*ACTIVITY:* Return all of the entries exactly as written.
*** Opening of INPUT DATA ***
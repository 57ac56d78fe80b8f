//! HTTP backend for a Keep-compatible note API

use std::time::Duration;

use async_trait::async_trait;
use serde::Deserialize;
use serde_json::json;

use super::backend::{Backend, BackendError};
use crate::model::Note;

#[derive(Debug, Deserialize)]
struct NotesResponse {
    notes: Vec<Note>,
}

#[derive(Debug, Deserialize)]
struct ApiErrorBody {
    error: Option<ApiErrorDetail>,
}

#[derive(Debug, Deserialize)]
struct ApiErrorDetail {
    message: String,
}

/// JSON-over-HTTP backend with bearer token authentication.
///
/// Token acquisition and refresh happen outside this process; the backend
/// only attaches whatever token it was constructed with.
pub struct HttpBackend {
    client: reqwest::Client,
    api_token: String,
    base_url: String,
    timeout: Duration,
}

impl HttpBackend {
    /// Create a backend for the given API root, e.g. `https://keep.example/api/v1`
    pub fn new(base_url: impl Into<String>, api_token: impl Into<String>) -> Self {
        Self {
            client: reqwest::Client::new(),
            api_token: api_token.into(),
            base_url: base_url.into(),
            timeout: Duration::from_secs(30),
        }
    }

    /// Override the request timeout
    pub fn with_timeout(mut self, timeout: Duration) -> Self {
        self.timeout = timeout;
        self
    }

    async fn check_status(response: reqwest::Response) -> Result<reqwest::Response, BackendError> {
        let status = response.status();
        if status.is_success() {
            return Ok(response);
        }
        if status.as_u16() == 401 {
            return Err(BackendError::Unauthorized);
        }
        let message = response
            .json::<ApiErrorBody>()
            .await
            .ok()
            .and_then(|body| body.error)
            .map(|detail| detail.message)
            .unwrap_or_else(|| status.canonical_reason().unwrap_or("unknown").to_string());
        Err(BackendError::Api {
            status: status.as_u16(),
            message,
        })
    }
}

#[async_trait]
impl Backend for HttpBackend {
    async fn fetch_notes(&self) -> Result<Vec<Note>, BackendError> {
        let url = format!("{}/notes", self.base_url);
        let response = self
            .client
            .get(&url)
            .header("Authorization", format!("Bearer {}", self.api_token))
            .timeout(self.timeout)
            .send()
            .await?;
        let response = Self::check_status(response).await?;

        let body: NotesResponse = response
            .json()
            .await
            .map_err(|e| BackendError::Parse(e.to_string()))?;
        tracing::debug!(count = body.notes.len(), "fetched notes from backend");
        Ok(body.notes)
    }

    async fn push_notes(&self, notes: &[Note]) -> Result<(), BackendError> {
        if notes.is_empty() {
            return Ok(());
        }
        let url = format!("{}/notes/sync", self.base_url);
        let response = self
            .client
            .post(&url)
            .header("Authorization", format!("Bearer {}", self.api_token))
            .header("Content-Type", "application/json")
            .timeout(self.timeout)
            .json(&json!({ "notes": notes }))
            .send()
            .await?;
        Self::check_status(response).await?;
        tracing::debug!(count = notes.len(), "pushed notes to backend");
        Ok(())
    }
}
*** Close of INPUT DATA ***
*TASK ANSWER:*
repository 57ac56d78fe80b8f
//! HTTP backend for a Keep-compatible note API

use std::time::Duration;

use async_trait::async_trait;
use serde::Deserialize;
use serde_json::json;

use super::backend::{Backend, BackendError};
use crate::model::Note;

#[derive(Debug, Deserialize)]
struct NotesResponse {
    notes: Vec<Note>,
}

#[derive(Debug, Deserialize)]
struct ApiErrorBody {
    error: Option<ApiErrorDetail>,
}

#[derive(Debug, Deserialize)]
struct ApiErrorDetail {
    message: String,
}

/// JSON-over-HTTP backend with bearer token authentication.
///
/// Token acquisition and refresh happen outside this process; the backend
/// only attaches whatever token it was constructed with.
pub struct HttpBackend {
    client: reqwest::Client,
    api_token: String,
    base_url: String,
    timeout: Duration,
}

impl HttpBackend {
    /// Create a backend for the given API root, e.g. `https://keep.example/api/v1`
    pub fn new(base_url: impl Into<String>, api_token: impl Into<String>) -> Self {
        Self {
            client: reqwest::Client::new(),
            api_token: api_token.into(),
            base_url: base_url.into(),
            timeout: Duration::from_secs(30),
        }
    }

    /// Override the request timeout
    pub fn with_timeout(mut self, timeout: Duration) -> Self {
        self.timeout = timeout;
        self
    }

    async fn check_status(response: reqwest::Response) -> Result<reqwest::Response, BackendError> {
        let status = response.status();
        if status.is_success() {
            return Ok(response);
        }
        if status.as_u16() == 401 {
            return Err(BackendError::Unauthorized);
        }
        let message = response
            .json::<ApiErrorBody>()
            .await
            .ok()
            .and_then(|body| body.error)
            .map(|detail| detail.message)
            .unwrap_or_else(|| status.canonical_reason().unwrap_or("unknown").to_string());
        Err(BackendError::Api {
            status: status.as_u16(),
            message,
        })
    }
}

#[async_trait]
impl Backend for HttpBackend {
    async fn fetch_notes(&self) -> Result<Vec<Note>, BackendError> {
        let url = format!("{}/notes", self.base_url);
        let response = self
            .client
            .get(&url)
            .header("Authorization", format!("Bearer {}", self.api_token))
            .timeout(self.timeout)
            .send()
            .await?;
        let response = Self::check_status(response).await?;

        let body: NotesResponse = response
            .json()
            .await
            .map_err(|e| BackendError::Parse(e.to_string()))?;
        tracing::debug!(count = body.notes.len(), "fetched notes from backend");
        Ok(body.notes)
    }

    async fn push_notes(&self, notes: &[Note]) -> Result<(), BackendError> {
        if notes.is_empty() {
            return Ok(());
        }
        let url = format!("{}/notes/sync", self.base_url);
        let response = self
            .client
            .post(&url)
            .header("Authorization", format!("Bearer {}", self.api_token))
            .header("Content-Type", "application/json")
            .timeout(self.timeout)
            .json(&json!({ "notes": notes }))
            .send()
            .await?;
        Self::check_status(response).await?;
        tracing::debug!(count = notes.len(), "pushed notes to backend");
        Ok(())
    }
}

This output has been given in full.